Saved entries:
:::

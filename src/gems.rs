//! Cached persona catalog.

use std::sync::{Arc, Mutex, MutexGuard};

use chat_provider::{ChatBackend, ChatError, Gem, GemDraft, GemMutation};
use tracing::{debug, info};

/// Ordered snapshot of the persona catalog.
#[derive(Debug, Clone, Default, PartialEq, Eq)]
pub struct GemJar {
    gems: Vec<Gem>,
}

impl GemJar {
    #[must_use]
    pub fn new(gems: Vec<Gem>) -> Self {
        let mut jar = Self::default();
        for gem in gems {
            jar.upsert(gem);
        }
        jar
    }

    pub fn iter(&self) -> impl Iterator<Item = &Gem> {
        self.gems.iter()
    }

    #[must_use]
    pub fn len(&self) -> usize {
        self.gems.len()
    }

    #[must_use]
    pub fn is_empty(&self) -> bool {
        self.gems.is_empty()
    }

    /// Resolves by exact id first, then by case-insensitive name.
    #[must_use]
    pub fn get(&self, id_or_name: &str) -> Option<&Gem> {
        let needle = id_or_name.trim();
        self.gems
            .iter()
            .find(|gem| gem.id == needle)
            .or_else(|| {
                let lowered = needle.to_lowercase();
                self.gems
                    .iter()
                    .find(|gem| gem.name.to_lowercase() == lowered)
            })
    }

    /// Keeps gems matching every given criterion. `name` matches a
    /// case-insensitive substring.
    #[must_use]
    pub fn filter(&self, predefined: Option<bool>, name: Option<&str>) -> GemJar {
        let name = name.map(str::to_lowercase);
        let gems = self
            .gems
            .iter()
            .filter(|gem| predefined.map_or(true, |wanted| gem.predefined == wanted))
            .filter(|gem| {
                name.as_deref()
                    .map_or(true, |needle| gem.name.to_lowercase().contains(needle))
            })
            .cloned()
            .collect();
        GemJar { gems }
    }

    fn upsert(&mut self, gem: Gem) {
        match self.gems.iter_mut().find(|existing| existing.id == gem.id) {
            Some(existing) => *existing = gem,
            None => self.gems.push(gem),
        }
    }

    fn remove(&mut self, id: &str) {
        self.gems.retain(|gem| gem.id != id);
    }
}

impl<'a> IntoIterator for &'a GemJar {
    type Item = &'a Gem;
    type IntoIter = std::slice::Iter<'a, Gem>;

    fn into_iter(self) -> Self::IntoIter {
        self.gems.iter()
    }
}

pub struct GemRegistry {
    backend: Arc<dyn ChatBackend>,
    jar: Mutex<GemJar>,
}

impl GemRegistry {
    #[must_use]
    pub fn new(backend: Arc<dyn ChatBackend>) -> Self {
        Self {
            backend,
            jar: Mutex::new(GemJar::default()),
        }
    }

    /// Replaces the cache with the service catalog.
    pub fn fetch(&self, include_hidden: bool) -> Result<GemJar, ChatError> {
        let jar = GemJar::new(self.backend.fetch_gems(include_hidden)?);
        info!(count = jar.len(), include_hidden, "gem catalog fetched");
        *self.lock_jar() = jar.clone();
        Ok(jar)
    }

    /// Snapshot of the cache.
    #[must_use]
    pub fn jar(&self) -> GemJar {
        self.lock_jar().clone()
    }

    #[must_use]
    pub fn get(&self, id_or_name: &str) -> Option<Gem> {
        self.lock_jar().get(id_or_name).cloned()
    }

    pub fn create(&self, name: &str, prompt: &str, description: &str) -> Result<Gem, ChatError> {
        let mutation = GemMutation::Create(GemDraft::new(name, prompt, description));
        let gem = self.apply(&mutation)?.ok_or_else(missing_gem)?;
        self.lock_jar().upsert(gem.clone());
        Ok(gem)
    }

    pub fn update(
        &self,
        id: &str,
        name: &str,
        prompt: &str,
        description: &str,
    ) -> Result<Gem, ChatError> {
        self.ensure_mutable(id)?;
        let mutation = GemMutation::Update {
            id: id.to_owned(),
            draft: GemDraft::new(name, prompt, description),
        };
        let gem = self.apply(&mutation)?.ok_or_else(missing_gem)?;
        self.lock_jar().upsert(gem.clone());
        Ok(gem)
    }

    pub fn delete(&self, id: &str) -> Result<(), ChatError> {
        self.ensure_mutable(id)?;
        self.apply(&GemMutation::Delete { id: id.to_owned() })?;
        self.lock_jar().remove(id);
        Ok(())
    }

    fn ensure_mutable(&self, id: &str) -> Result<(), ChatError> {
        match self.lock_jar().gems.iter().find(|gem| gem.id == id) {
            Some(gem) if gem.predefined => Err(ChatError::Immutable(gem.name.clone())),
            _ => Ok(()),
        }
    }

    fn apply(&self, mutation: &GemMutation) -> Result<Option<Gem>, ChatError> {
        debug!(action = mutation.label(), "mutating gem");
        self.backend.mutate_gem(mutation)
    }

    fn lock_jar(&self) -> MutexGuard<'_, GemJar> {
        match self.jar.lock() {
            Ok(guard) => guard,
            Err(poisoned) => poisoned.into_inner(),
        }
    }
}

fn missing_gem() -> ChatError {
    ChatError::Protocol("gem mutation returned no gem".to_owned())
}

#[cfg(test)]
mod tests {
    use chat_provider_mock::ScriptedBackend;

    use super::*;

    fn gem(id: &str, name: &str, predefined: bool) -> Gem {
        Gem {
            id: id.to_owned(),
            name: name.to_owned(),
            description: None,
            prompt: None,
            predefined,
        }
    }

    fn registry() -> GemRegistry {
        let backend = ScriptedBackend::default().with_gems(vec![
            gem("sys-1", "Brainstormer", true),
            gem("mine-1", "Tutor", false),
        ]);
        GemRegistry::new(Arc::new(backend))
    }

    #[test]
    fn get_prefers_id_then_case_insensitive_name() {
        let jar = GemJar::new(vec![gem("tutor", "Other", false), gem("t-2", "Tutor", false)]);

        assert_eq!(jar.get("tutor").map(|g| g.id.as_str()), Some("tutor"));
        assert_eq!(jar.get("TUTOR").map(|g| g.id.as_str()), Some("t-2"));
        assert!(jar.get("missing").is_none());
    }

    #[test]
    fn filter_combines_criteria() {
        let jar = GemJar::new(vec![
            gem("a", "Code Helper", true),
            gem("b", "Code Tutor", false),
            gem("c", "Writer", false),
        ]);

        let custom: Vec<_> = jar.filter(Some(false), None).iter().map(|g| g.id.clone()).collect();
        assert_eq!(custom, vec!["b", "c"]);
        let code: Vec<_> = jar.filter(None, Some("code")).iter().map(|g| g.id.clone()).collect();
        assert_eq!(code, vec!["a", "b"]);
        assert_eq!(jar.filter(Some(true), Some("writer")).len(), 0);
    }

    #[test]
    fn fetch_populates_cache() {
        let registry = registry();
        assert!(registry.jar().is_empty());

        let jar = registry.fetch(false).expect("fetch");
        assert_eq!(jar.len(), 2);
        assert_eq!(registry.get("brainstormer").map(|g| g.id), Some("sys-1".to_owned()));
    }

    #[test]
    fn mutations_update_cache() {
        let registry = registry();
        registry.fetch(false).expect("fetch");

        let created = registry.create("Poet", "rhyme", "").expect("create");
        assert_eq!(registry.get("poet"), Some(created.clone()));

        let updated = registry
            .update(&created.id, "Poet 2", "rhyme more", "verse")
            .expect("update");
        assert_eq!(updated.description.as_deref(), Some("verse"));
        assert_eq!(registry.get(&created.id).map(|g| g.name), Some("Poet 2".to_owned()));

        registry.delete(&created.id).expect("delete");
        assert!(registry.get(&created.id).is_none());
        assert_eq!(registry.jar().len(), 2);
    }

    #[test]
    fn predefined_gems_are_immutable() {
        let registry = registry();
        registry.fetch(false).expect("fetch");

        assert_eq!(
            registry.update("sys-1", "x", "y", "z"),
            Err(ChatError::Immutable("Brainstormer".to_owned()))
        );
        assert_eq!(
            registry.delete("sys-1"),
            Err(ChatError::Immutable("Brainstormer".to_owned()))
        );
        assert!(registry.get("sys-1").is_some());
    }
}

:::

WORK TO BE COMPLETED:
Could every entry be given again exactly, with no line skipped?

FINISHED TASK:
filename src/gems.rs
//! Cached persona catalog.

use std::sync::{Arc, Mutex, MutexGuard};

use chat_provider::{ChatBackend, ChatError, Gem, GemDraft, GemMutation};
use tracing::{debug, info};

/// Ordered snapshot of the persona catalog.
#[derive(Debug, Clone, Default, PartialEq, Eq)]
pub struct GemJar {
    gems: Vec<Gem>,
}

impl GemJar {
    #[must_use]
    pub fn new(gems: Vec<Gem>) -> Self {
        let mut jar = Self::default();
        for gem in gems {
            jar.upsert(gem);
        }
        jar
    }

    pub fn iter(&self) -> impl Iterator<Item = &Gem> {
        self.gems.iter()
    }

    #[must_use]
    pub fn len(&self) -> usize {
        self.gems.len()
    }

    #[must_use]
    pub fn is_empty(&self) -> bool {
        self.gems.is_empty()
    }

    /// Resolves by exact id first, then by case-insensitive name.
    #[must_use]
    pub fn get(&self, id_or_name: &str) -> Option<&Gem> {
        let needle = id_or_name.trim();
        self.gems
            .iter()
            .find(|gem| gem.id == needle)
            .or_else(|| {
                let lowered = needle.to_lowercase();
                self.gems
                    .iter()
                    .find(|gem| gem.name.to_lowercase() == lowered)
            })
    }

    /// Keeps gems matching every given criterion. `name` matches a
    /// case-insensitive substring.
    #[must_use]
    pub fn filter(&self, predefined: Option<bool>, name: Option<&str>) -> GemJar {
        let name = name.map(str::to_lowercase);
        let gems = self
            .gems
            .iter()
            .filter(|gem| predefined.map_or(true, |wanted| gem.predefined == wanted))
            .filter(|gem| {
                name.as_deref()
                    .map_or(true, |needle| gem.name.to_lowercase().contains(needle))
            })
            .cloned()
            .collect();
        GemJar { gems }
    }

    fn upsert(&mut self, gem: Gem) {
        match self.gems.iter_mut().find(|existing| existing.id == gem.id) {
            Some(existing) => *existing = gem,
            None => self.gems.push(gem),
        }
    }

    fn remove(&mut self, id: &str) {
        self.gems.retain(|gem| gem.id != id);
    }
}

impl<'a> IntoIterator for &'a GemJar {
    type Item = &'a Gem;
    type IntoIter = std::slice::Iter<'a, Gem>;

    fn into_iter(self) -> Self::IntoIter {
        self.gems.iter()
    }
}

pub struct GemRegistry {
    backend: Arc<dyn ChatBackend>,
    jar: Mutex<GemJar>,
}

impl GemRegistry {
    #[must_use]
    pub fn new(backend: Arc<dyn ChatBackend>) -> Self {
        Self {
            backend,
            jar: Mutex::new(GemJar::default()),
        }
    }

    /// Replaces the cache with the service catalog.
    pub fn fetch(&self, include_hidden: bool) -> Result<GemJar, ChatError> {
        let jar = GemJar::new(self.backend.fetch_gems(include_hidden)?);
        info!(count = jar.len(), include_hidden, "gem catalog fetched");
        *self.lock_jar() = jar.clone();
        Ok(jar)
    }

    /// Snapshot of the cache.
    #[must_use]
    pub fn jar(&self) -> GemJar {
        self.lock_jar().clone()
    }

    #[must_use]
    pub fn get(&self, id_or_name: &str) -> Option<Gem> {
        self.lock_jar().get(id_or_name).cloned()
    }

    pub fn create(&self, name: &str, prompt: &str, description: &str) -> Result<Gem, ChatError> {
        let mutation = GemMutation::Create(GemDraft::new(name, prompt, description));
        let gem = self.apply(&mutation)?.ok_or_else(missing_gem)?;
        self.lock_jar().upsert(gem.clone());
        Ok(gem)
    }

    pub fn update(
        &self,
        id: &str,
        name: &str,
        prompt: &str,
        description: &str,
    ) -> Result<Gem, ChatError> {
        self.ensure_mutable(id)?;
        let mutation = GemMutation::Update {
            id: id.to_owned(),
            draft: GemDraft::new(name, prompt, description),
        };
        let gem = self.apply(&mutation)?.ok_or_else(missing_gem)?;
        self.lock_jar().upsert(gem.clone());
        Ok(gem)
    }

    pub fn delete(&self, id: &str) -> Result<(), ChatError> {
        self.ensure_mutable(id)?;
        self.apply(&GemMutation::Delete { id: id.to_owned() })?;
        self.lock_jar().remove(id);
        Ok(())
    }

    fn ensure_mutable(&self, id: &str) -> Result<(), ChatError> {
        match self.lock_jar().gems.iter().find(|gem| gem.id == id) {
            Some(gem) if gem.predefined => Err(ChatError::Immutable(gem.name.clone())),
            _ => Ok(()),
        }
    }

    fn apply(&self, mutation: &GemMutation) -> Result<Option<Gem>, ChatError> {
        debug!(action = mutation.label(), "mutating gem");
        self.backend.mutate_gem(mutation)
    }

    fn lock_jar(&self) -> MutexGuard<'_, GemJar> {
        match self.jar.lock() {
            Ok(guard) => guard,
            Err(poisoned) => poisoned.into_inner(),
        }
    }
}

fn missing_gem() -> ChatError {
    ChatError::Protocol("gem mutation returned no gem".to_owned())
}

#[cfg(test)]
mod tests {
    use chat_provider_mock::ScriptedBackend;

    use super::*;

    fn gem(id: &str, name: &str, predefined: bool) -> Gem {
        Gem {
            id: id.to_owned(),
            name: name.to_owned(),
            description: None,
            prompt: None,
            predefined,
        }
    }

    fn registry() -> GemRegistry {
        let backend = ScriptedBackend::default().with_gems(vec![
            gem("sys-1", "Brainstormer", true),
            gem("mine-1", "Tutor", false),
        ]);
        GemRegistry::new(Arc::new(backend))
    }

    #[test]
    fn get_prefers_id_then_case_insensitive_name() {
        let jar = GemJar::new(vec![gem("tutor", "Other", false), gem("t-2", "Tutor", false)]);

        assert_eq!(jar.get("tutor").map(|g| g.id.as_str()), Some("tutor"));
        assert_eq!(jar.get("TUTOR").map(|g| g.id.as_str()), Some("t-2"));
        assert!(jar.get("missing").is_none());
    }

    #[test]
    fn filter_combines_criteria() {
        let jar = GemJar::new(vec![
            gem("a", "Code Helper", true),
            gem("b", "Code Tutor", false),
            gem("c", "Writer", false),
        ]);

        let custom: Vec<_> = jar.filter(Some(false), None).iter().map(|g| g.id.clone()).collect();
        assert_eq!(custom, vec!["b", "c"]);
        let code: Vec<_> = jar.filter(None, Some("code")).iter().map(|g| g.id.clone()).collect();
        assert_eq!(code, vec!["a", "b"]);
        assert_eq!(jar.filter(Some(true), Some("writer")).len(), 0);
    }

    #[test]
    fn fetch_populates_cache() {
        let registry = registry();
        assert!(registry.jar().is_empty());

        let jar = registry.fetch(false).expect("fetch");
        assert_eq!(jar.len(), 2);
        assert_eq!(registry.get("brainstormer").map(|g| g.id), Some("sys-1".to_owned()));
    }

    #[test]
    fn mutations_update_cache() {
        let registry = registry();
        registry.fetch(false).expect("fetch");

        let created = registry.create("Poet", "rhyme", "").expect("create");
        assert_eq!(registry.get("poet"), Some(created.clone()));

        let updated = registry
            .update(&created.id, "Poet 2", "rhyme more", "verse")
            .expect("update");
        assert_eq!(updated.description.as_deref(), Some("verse"));
        assert_eq!(registry.get(&created.id).map(|g| g.name), Some("Poet 2".to_owned()));

        registry.delete(&created.id).expect("delete");
        assert!(registry.get(&created.id).is_none());
        assert_eq!(registry.jar().len(), 2);
    }

    #[test]
    fn predefined_gems_are_immutable() {
        let registry = registry();
        registry.fetch(false).expect("fetch");

        assert_eq!(
            registry.update("sys-1", "x", "y", "z"),
            Err(ChatError::Immutable("Brainstormer".to_owned()))
        );
        assert_eq!(
            registry.delete("sys-1"),
            Err(ChatError::Immutable("Brainstormer".to_owned()))
        );
        assert!(registry.get("sys-1").is_some());
    }
}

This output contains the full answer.